Ballybofey has again been ranked the town with the highest commercial vacancy rate in Ireland.
More than a third (36.4%) of commercial buildings in the town were lying empty when sampled in the fourth quarter of last year. It showed an increase of seven percentage points since the same period in 2023, according to the latest GeoDirectory Commercial Buildings Report.
However, locals claim some units in the town are ‘deliberately’ left vacant and owners choose not to advertise them for rent or sale.
Shannon, Co Clare, moved to second place, nationally, with a vacancy rate of 30.8% with Edgeworthstown, Co. Longford (28.3%), Boyle, Co. Roscommon (27.7%) and Sligo Town (26.8%) complete the top five towns by highest commercial vacancy rate.
Buncrana and Bundoran had the lowest vacancy rates in Donegal at 14.3% each while Letterkenny is at 26.3%, an increase of 0.4%.
Services accounted for nearly half (47.8%) of the total occupied units in Ulster. The highest share of this was in Bundoran (75.1%), followed by Donegal town (52.8%), Buncrana (52.5%), Ballybofey (52.1%), and Letterkenny (51.3%).
Sligo was the county with the highest commercial vacancy rate at 20.6%, followed closely by Donegal (20.1%) and Galway at 18.8%.
Commenting on the findings of the GeoDirectory Commercial Buildings Report, Dara Keogh, CEO of GeoDirectory, said: “The national vacancy rate for commercial properties increased again in Q4 2024, continuing the trend of recent years. At 14.5% it is now at its highest rate on record, with vacancy rates increasing in all four provinces. ”
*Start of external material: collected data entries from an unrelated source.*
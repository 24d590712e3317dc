//! Constant values in IDL-like spelling, for const node labels.

use thriftgen_ast::{BaseType, EnumValue, Field, NamedType, Type};
use thriftgen_codegen::value::{ConstSyntax, quoted};

use crate::type_mapper::GvTypeMapper;

pub struct GvSyntax<'a> {
    pub mapper: &'a GvTypeMapper,
}

impl ConstSyntax for GvSyntax<'_> {
    type Output = String;

    fn bool(&self, value: bool) -> String {
        value.to_string()
    }

    fn integer(&self, _base: BaseType, value: i64) -> String {
        value.to_string()
    }

    fn double(&self, value: f64) -> String {
        format!("{:?}", value)
    }

    fn string(&self, value: &str, _binary: bool) -> String {
        quoted(value)
    }

    fn enum_value(&self, named: &NamedType, member: Option<&EnumValue>, value: i64) -> String {
        match member {
            Some(member) => format!(
                "{}.{}",
                self.mapper.qualified(named.program.as_deref(), &named.name),
                member.name
            ),
            None => value.to_string(),
        }
    }

    fn struct_literal(&self, named: &NamedType, fields: Vec<(&Field, String)>) -> String {
        let body: Vec<String> = fields
            .into_iter()
            .map(|(field, value)| format!("{}: {}", field.name, value))
            .collect();
        format!(
            "{}{{{}}}",
            self.mapper.qualified(named.program.as_deref(), &named.name),
            body.join(", ")
        )
    }

    fn list(&self, _elem: &Type, items: Vec<String>) -> String {
        format!("[{}]", items.join(", "))
    }

    fn set(&self, _elem: &Type, items: Vec<String>) -> String {
        format!("[{}]", items.join(", "))
    }

    fn map(&self, _key: &Type, _value: &Type, entries: Vec<(String, String)>) -> String {
        let body: Vec<String> = entries
            .into_iter()
            .map(|(k, v)| format!("{}: {}", k, v))
            .collect();
        format!("{{{}}}", body.join(", "))
    }
}
//! Code builder utility for generating properly indented code.

use super::Indent;

/// Fluent API for building code with proper indentation.
///
/// Methods take `&mut self` and return it, so emitters can thread one
/// builder through many calls and still chain within a call.
///
/// # Example
///
/// ```
/// use thriftgen_codegen::builder::CodeBuilder;
///
/// let mut builder = CodeBuilder::go();
/// builder
///     .push_line("func Ping() {")
///     .push_indent()
///     .push_line("return")
///     .push_dedent()
///     .push_line("}");
/// assert_eq!(builder.build(), "func Ping() {\n\treturn\n}\n");
/// ```
#[derive(Debug, Clone)]
pub struct CodeBuilder {
    indent_level: usize,
    indent: Indent,
    buffer: String,
}

impl CodeBuilder {
    /// Create a new CodeBuilder with the specified indentation.
    pub fn new(indent: Indent) -> Self {
        Self {
            indent_level: 0,
            indent,
            buffer: String::new(),
        }
    }

    /// Create a new CodeBuilder with tab indentation (Go).
    pub fn go() -> Self {
        Self::new(Indent::GO)
    }

    /// Create a new CodeBuilder with 2-space indentation (JavaScript, dot).
    pub fn javascript() -> Self {
        Self::new(Indent::JAVASCRIPT)
    }

    /// Add a line of code with current indentation.
    pub fn push_line(&mut self, s: &str) -> &mut Self {
        self.write_indent();
        self.buffer.push_str(s);
        self.buffer.push('\n');
        self
    }

    /// Add a blank line.
    pub fn push_blank(&mut self) -> &mut Self {
        self.buffer.push('\n');
        self
    }

    /// Increase indentation level.
    pub fn push_indent(&mut self) -> &mut Self {
        self.indent_level += 1;
        self
    }

    /// Decrease indentation level.
    pub fn push_dedent(&mut self) -> &mut Self {
        self.indent_level = self.indent_level.saturating_sub(1);
        self
    }

    /// Add a line comment, one comment line per line of `text`.
    pub fn push_comment(&mut self, prefix: &str, text: &str) -> &mut Self {
        for line in text.lines() {
            self.write_indent();
            self.buffer.push_str(prefix);
            if !line.trim().is_empty() {
                self.buffer.push(' ');
                self.buffer.push_str(line.trim_end());
            }
            self.buffer.push('\n');
        }
        self
    }

    /// Add a `/** ... */` documentation block.
    pub fn push_doc_block(&mut self, text: &str) -> &mut Self {
        self.push_line("/**");
        self.push_comment(" *", text);
        self.push_line(" */")
    }

    /// Consume the builder and return the generated code.
    pub fn build(self) -> String {
        self.buffer
    }

    fn write_indent(&mut self) {
        for _ in 0..self.indent_level {
            self.buffer.push_str(self.indent.as_str());
        }
    }
}

#[cfg(test)]
mod tests {
    use super::*;

    #[test]
    fn test_basic_line() {
        let mut builder = CodeBuilder::go();
        builder.push_line("var x = 1");
        assert_eq!(builder.build(), "var x = 1\n");
    }

    #[test]
    fn test_indentation_per_language() {
        let mut go = CodeBuilder::go();
        go.push_line("func main() {")
            .push_indent()
            .push_line("ping()")
            .push_dedent()
            .push_line("}");
        assert_eq!(go.build(), "func main() {\n\tping()\n}\n");

        let mut js = CodeBuilder::javascript();
        js.push_line("const Color = {")
            .push_indent()
            .push_line("'RED' : 1,")
            .push_blank()
            .push_dedent()
            .push_line("};");
        assert_eq!(js.build(), "const Color = {\n  'RED' : 1,\n\n};\n");
    }

    #[test]
    fn test_multiline_comment() {
        let mut builder = CodeBuilder::go();
        builder.push_indent().push_comment("//", "first line\n\nthird line");
        assert_eq!(builder.build(), "\t// first line\n\t//\n\t// third line\n");
    }

    #[test]
    fn test_doc_block() {
        let mut builder = CodeBuilder::javascript();
        builder.push_doc_block("Adds two numbers");
        assert_eq!(builder.build(), "/**\n * Adds two numbers\n */\n");
    }

    #[test]
    fn test_dedent_saturates() {
        let mut builder = CodeBuilder::javascript();
        builder.push_dedent().push_line("x");
        assert_eq!(builder.build(), "x\n");
    }
}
Annette Hughes, Director at EY Economic Advisory, said, “While residential vacancy continues to decline significantly, dropping to just 3.8% in our most recent GeoDirectory Residential Report, commercial vacancy trends are going in the opposite direction. At 14.5% the rate now sits 1% higher than before the Covid pandemic, representing an increase of over 2,100 commercial units and comes despite a strong economy, growing population and record employment. There are likely many factors at play here including, changes triggered by the pandemic, evolving shopping preferences and continued cost pressures on businesses and households.”